Task.
Copy the data below. Keep every line exactly as it is.

Records provided.
use std::fs::{File, OpenOptions};
use std::io;
use std::path::{Path, PathBuf};
use std::sync::Arc;

use tokio::sync::Semaphore;

/// Runs blocking file work on tokio's blocking threads, at most `workers`
/// jobs at a time.
#[derive(Clone)]
pub(crate) struct BlockingPool {
    permits: Arc<Semaphore>,
}

impl BlockingPool {
    pub(crate) fn new(workers: usize) -> Self {
        Self {
            permits: Arc::new(Semaphore::new(workers.max(1))),
        }
    }

    pub(crate) async fn run<F, T>(&self, job: F) -> io::Result<T>
    where
        F: FnOnce() -> io::Result<T> + Send + 'static,
        T: Send + 'static,
    {
        let _permit = self
            .permits
            .acquire()
            .await
            .map_err(|_| io::Error::other("blocking pool closed"))?;
        tokio::task::spawn_blocking(job)
            .await
            .map_err(io::Error::other)?
    }

    /// Creates (or truncates) `path` and pre-sizes it to `size` bytes.
    pub(crate) async fn open_sized(&self, path: PathBuf, size: u64) -> io::Result<File> {
        self.run(move || open_sized(&path, size)).await
    }

    pub(crate) async fn write_at(
        &self,
        file: Arc<File>,
        offset: u64,
        data: Vec<u8>,
    ) -> io::Result<()> {
        self.run(move || write_at(&file, offset, &data)).await
    }
}

fn open_sized(path: &Path, size: u64) -> io::Result<File> {
    let file = OpenOptions::new()
        .create(true)
        .write(true)
        .truncate(true)
        .open(path)?;
    file.set_len(size)?;
    Ok(file)
}

#[cfg(unix)]
fn write_at(file: &File, offset: u64, data: &[u8]) -> io::Result<()> {
    use std::os::unix::fs::FileExt;
    file.write_all_at(data, offset)
}

#[cfg(windows)]
fn write_at(file: &File, offset: u64, data: &[u8]) -> io::Result<()> {
    use std::os::windows::fs::FileExt;
    let mut written = 0;
    while written < data.len() {
        let n = file.seek_write(&data[written..], offset + written as u64)?;
        if n == 0 {
            return Err(io::ErrorKind::WriteZero.into());
        }
        written += n;
    }
    Ok(())
}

Solved problem.
use std::fs::{File, OpenOptions};
use std::io;
use std::path::{Path, PathBuf};
use std::sync::Arc;

use tokio::sync::Semaphore;

/// Runs blocking file work on tokio's blocking threads, at most `workers`
/// jobs at a time.
#[derive(Clone)]
pub(crate) struct BlockingPool {
    permits: Arc<Semaphore>,
}

impl BlockingPool {
    pub(crate) fn new(workers: usize) -> Self {
        Self {
            permits: Arc::new(Semaphore::new(workers.max(1))),
        }
    }

    pub(crate) async fn run<F, T>(&self, job: F) -> io::Result<T>
    where
        F: FnOnce() -> io::Result<T> + Send + 'static,
        T: Send + 'static,
    {
        let _permit = self
            .permits
            .acquire()
            .await
            .map_err(|_| io::Error::other("blocking pool closed"))?;
        tokio::task::spawn_blocking(job)
            .await
            .map_err(io::Error::other)?
    }

    /// Creates (or truncates) `path` and pre-sizes it to `size` bytes.
    pub(crate) async fn open_sized(&self, path: PathBuf, size: u64) -> io::Result<File> {
        self.run(move || open_sized(&path, size)).await
    }

    pub(crate) async fn write_at(
        &self,
        file: Arc<File>,
        offset: u64,
        data: Vec<u8>,
    ) -> io::Result<()> {
        self.run(move || write_at(&file, offset, &data)).await
    }
}

fn open_sized(path: &Path, size: u64) -> io::Result<File> {
    let file = OpenOptions::new()
        .create(true)
        .write(true)
        .truncate(true)
        .open(path)?;
    file.set_len(size)?;
    Ok(file)
}

#[cfg(unix)]
fn write_at(file: &File, offset: u64, data: &[u8]) -> io::Result<()> {
    use std::os::unix::fs::FileExt;
    file.write_all_at(data, offset)
}

#[cfg(windows)]
fn write_at(file: &File, offset: u64, data: &[u8]) -> io::Result<()> {
    use std::os::windows::fs::FileExt;
    let mut written = 0;
    while written < data.len() {
        let n = file.seek_write(&data[written..], offset + written as u64)?;
        if n == 0 {
            return Err(io::ErrorKind::WriteZero.into());
        }
        written += n;
    }
    Ok(())
}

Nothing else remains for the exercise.